Most students in the class will be familiar with undergraduate-level probability at the level of STA 230. While this isn't required, students should be or become familiar with the usual commonly occurring probability distributions (here is a list of many of them).
Most weeks will have lecture notes added (click on the "Week" column above if it's blue or green). This is syllabus is tentative, last revised , and will almost surely be superseded— reload your browser for the current version.
Homework problems are awarded zero to three points each, based on your success in communicating a correct solution. For the full three points the solution must be clear, concise, and correct; even a correct solution will lose points or be returned ungraded if it is not clear and concise. Neatness counts. Consider using LaTeX and submitting your work in pdf form if necessary (it's good practice anyway). Homeworks may be submitted in paper form (just bring them to class on Wednesday) or electronically in the form of pdf files (submit as Sakai "Assignments" or send by e-mail to the course TA, rl.wang@duke.edu).
In-class Midterm and Final examinations are closed-book and closed-notes with one 8½"×11" sheet of your own notes permitted.
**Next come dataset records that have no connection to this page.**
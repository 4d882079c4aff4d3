use std::collections::HashMap;

use super::*;

fn lookup(vars: &[(&str, &str)]) -> impl Fn(&str) -> Option<String> {
    let vars: HashMap<String, String> = vars
        .iter()
        .map(|(key, value)| (key.to_string(), value.to_string()))
        .collect();
    move |key| vars.get(key).cloned()
}

#[test]
fn defaults_match_dashboard_constants() {
    let settings = DashboardSettings::default();

    assert_eq!(settings.snapshot_retry(), RetryPolicy::default());
    assert_eq!(settings.reconnect_policy(), ReconnectPolicy::default());
    assert_eq!(settings.banner_ttls(), BannerTtls::default());
    assert_eq!(settings.stream_page_size().expect("page size").get(), 2);
    settings.validate().expect("defaults are valid");
}

#[test]
fn partial_toml_keeps_defaults_for_missing_keys() {
    let settings: DashboardSettings = toml::from_str(
        r#"
        api_base_url = "https://monitor.example/api"
        reconnect_delays_ms = [0, 500]
        reconnect_forever = true
        "#,
    )
    .expect("parse");

    assert_eq!(settings.api_base_url, "https://monitor.example/api");
    assert_eq!(settings.hub_url, DashboardSettings::default().hub_url);
    assert_eq!(settings.load_retry_attempts, 3);

    let policy = settings.reconnect_policy();
    assert_eq!(
        policy.delays,
        vec![Duration::ZERO, Duration::from_millis(500)]
    );
    assert!(policy.retry_forever);
}

#[test]
fn environment_overrides_take_precedence() {
    let mut settings = DashboardSettings::default();
    settings
        .apply_overrides(lookup(&[
            ("MONITOR_API_URL", "http://10.0.0.5/api/"),
            ("MONITOR_HUB_URL", "wss://10.0.0.5/monitoringhub"),
            ("MONITOR_STREAM_INFO_URL", "http://10.0.0.5:8080/streams"),
            ("MONITOR_LOAD_RETRY_ATTEMPTS", " 5 "),
            ("MONITOR_LOAD_RETRY_DELAY_MS", "250"),
            ("MONITOR_RECONNECT_DELAYS_MS", "0, 100,1000"),
        ]))
        .expect("overrides");

    assert_eq!(settings.api_base_url, "http://10.0.0.5/api/");
    assert_eq!(settings.hub_url, "wss://10.0.0.5/monitoringhub");
    assert_eq!(
        settings.stream_info_url.as_deref(),
        Some("http://10.0.0.5:8080/streams")
    );
    assert_eq!(
        settings.snapshot_retry(),
        RetryPolicy {
            attempts: 5,
            delay: Duration::from_millis(250),
        }
    );
    assert_eq!(settings.reconnect_delays_ms, vec![0, 100, 1000]);
    settings.validate().expect("valid");
}

#[test]
fn malformed_numeric_override_is_rejected() {
    let mut settings = DashboardSettings::default();
    let err = settings
        .apply_overrides(lookup(&[("MONITOR_LOAD_RETRY_ATTEMPTS", "three")]))
        .expect_err("must fail");

    assert!(err.to_string().contains("MONITOR_LOAD_RETRY_ATTEMPTS"));
}

#[test]
fn validation_rejects_unusable_settings() {
    let zero_attempts = DashboardSettings {
        load_retry_attempts: 0,
        ..DashboardSettings::default()
    };
    assert!(zero_attempts.validate().is_err());

    let zero_page = DashboardSettings {
        stream_page_size: 0,
        ..DashboardSettings::default()
    };
    assert!(zero_page.validate().is_err());

    let ftp_hub = DashboardSettings {
        hub_url: "ftp://127.0.0.1/monitoringhub".into(),
        ..DashboardSettings::default()
    };
    let err = ftp_hub.validate().expect_err("ftp is not a hub scheme");
    assert!(err.to_string().contains("hub_url"));

    let ws_api = DashboardSettings {
        api_base_url: "ws://127.0.0.1/api".into(),
        ..DashboardSettings::default()
    };
    assert!(ws_api.validate().is_err());
}

#[test]
fn settings_file_is_read_from_explicit_path() {
    let path = std::env::temp_dir().join(format!(
        "dashboard-settings-{}.toml",
        std::process::id()
    ));
    fs::write(&path, "stream_page_size = 4\nhot_threshold_celsius = 30.5\n").expect("write");

    let settings = read_settings_file(&path).expect("read");
    let _ = fs::remove_file(&path);

    assert_eq!(settings.stream_page_size, 4);
    assert_eq!(settings.hot_threshold_celsius, 30.5);
}

#[test]
fn missing_settings_file_reports_its_path() {
    let err = read_settings_file(Path::new("/nonexistent/dashboard.toml")).expect_err("missing");
    assert!(err.to_string().contains("/nonexistent/dashboard.toml"));
}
Tests from recent STA711 offerings are available to help you know what to expect and to help you prepare for this year's tests:
Fall 2012: | 1st Midterm | 2nd Midterm | Final Exam | ||||
---|---|---|---|---|---|---|---|
Fall 2013: | 1st Midterm | 2nd Midterm | Final Exam | ||||
Fall 2014: | 1st Midterm | 2nd Midterm | Final Exam |
You may discuss and collaborate in solving homework problems, but you may not copy— each student should write up his or her solution. Cheating on exams, copying or plagiarizing homeworks or projects, lying about an illness or absence and other forms of academic dishonesty are a breach of trust with classmates and faculty, and will not be tolerated. They also violate Duke's Community Standard and will be referred to the Graduate School Judicial Board or the Dean of the Graduate School.